▶ [About this exercise]
All records below must be retyped exactly.

▶

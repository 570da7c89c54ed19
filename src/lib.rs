//! # RLG-RS
//!
//! Retrieval-Locked Generation engine: grounded question answering
//! over local documents.
//!
//! Given a natural-language question and a corpus of ingested
//! documents, the engine returns an answer whose every sentence is
//! traceable to source excerpts, or an explicit refusal. Unlike plain
//! retrieve-and-generate pipelines, a post-generation **grounding
//! validator** rejects responses not supported by retrieved evidence.
//!
//! ## Subsystems
//!
//! - **Ingestion**: structure-aware chunking of heterogeneous documents
//!   into citation-bearing chunks with preserved structural metadata
//! - **Hybrid retrieval**: BM25 (`SQLite` FTS5) + dense vectors +
//!   structural signals, fused with configurable weights
//! - **Grounding validation**: sentence-level claim verification
//!   against retrieved context via a cascade of matching strategies

#![deny(clippy::all)]
#![warn(clippy::pedantic)]
#![warn(clippy::nursery)]
#![warn(missing_docs)]
// Note: unsafe is needed for memory-mapped I/O (memmap2)
#![warn(unsafe_code)]

pub mod cli;
pub mod config;
pub mod context;
pub mod core;
pub mod embedding;
pub mod engine;
pub mod error;
pub mod generate;
pub mod index;
pub mod ingest;
pub mod retrieval;
pub mod scoring;
pub mod storage;
pub mod text;
pub mod validate;

// Re-export commonly used types at crate root
pub use error::{Error, Result};

// Re-export core domain types
pub use core::{
    AnswerResponse, Chunk, ChunkRole, Document, DocumentMetadata, DocumentStatus, DocumentType,
    GroundingResult, MatchType, NoAnswerResponse, QueryOutcome, ValidationResult,
};

// Re-export configuration
pub use config::Settings;

// Re-export the orchestrator
pub use engine::{Engine, EngineStats, QueryRequest};

// Re-export storage types
pub use storage::SqliteStorage;

// Re-export index types
pub use index::{IndexStats, VectorIndex};

// Re-export service traits and implementations
pub use embedding::{Embedder, HashedEmbedder, OllamaEmbedder, create_embedder};
pub use generate::{GenerateOptions, Generation, Generator, OllamaGenerator};
pub use ingest::{ALLOWED_EXTENSIONS, Extractor, Ingestor};
pub use retrieval::{RetrievalFilter, RetrievedChunk, Retriever};
pub use validate::Validator;

// Re-export CLI types
pub use cli::{Cli, Commands, OutputFormat};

◀

▶ [Solution for this problem]
repository 570da7c89c54ed19
filename src/lib.rs
//! # RLG-RS
//!
//! Retrieval-Locked Generation engine: grounded question answering
//! over local documents.
//!
//! Given a natural-language question and a corpus of ingested
//! documents, the engine returns an answer whose every sentence is
//! traceable to source excerpts, or an explicit refusal. Unlike plain
//! retrieve-and-generate pipelines, a post-generation **grounding
//! validator** rejects responses not supported by retrieved evidence.
//!
//! ## Subsystems
//!
//! - **Ingestion**: structure-aware chunking of heterogeneous documents
//!   into citation-bearing chunks with preserved structural metadata
//! - **Hybrid retrieval**: BM25 (`SQLite` FTS5) + dense vectors +
//!   structural signals, fused with configurable weights
//! - **Grounding validation**: sentence-level claim verification
//!   against retrieved context via a cascade of matching strategies

#![deny(clippy::all)]
#![warn(clippy::pedantic)]
#![warn(clippy::nursery)]
#![warn(missing_docs)]
// Note: unsafe is needed for memory-mapped I/O (memmap2)
#![warn(unsafe_code)]

pub mod cli;
pub mod config;
pub mod context;
pub mod core;
pub mod embedding;
pub mod engine;
pub mod error;
pub mod generate;
pub mod index;
pub mod ingest;
pub mod retrieval;
pub mod scoring;
pub mod storage;
pub mod text;
pub mod validate;

// Re-export commonly used types at crate root
pub use error::{Error, Result};

// Re-export core domain types
pub use core::{
    AnswerResponse, Chunk, ChunkRole, Document, DocumentMetadata, DocumentStatus, DocumentType,
    GroundingResult, MatchType, NoAnswerResponse, QueryOutcome, ValidationResult,
};

// Re-export configuration
pub use config::Settings;

// Re-export the orchestrator
pub use engine::{Engine, EngineStats, QueryRequest};

// Re-export storage types
pub use storage::SqliteStorage;

// Re-export index types
pub use index::{IndexStats, VectorIndex};

// Re-export service traits and implementations
pub use embedding::{Embedder, HashedEmbedder, OllamaEmbedder, create_embedder};
pub use generate::{GenerateOptions, Generation, Generator, OllamaGenerator};
pub use ingest::{ALLOWED_EXTENSIONS, Extractor, Ingestor};
pub use retrieval::{RetrievalFilter, RetrievedChunk, Retriever};
pub use validate::Validator;

// Re-export CLI types
pub use cli::{Cli, Commands, OutputFormat};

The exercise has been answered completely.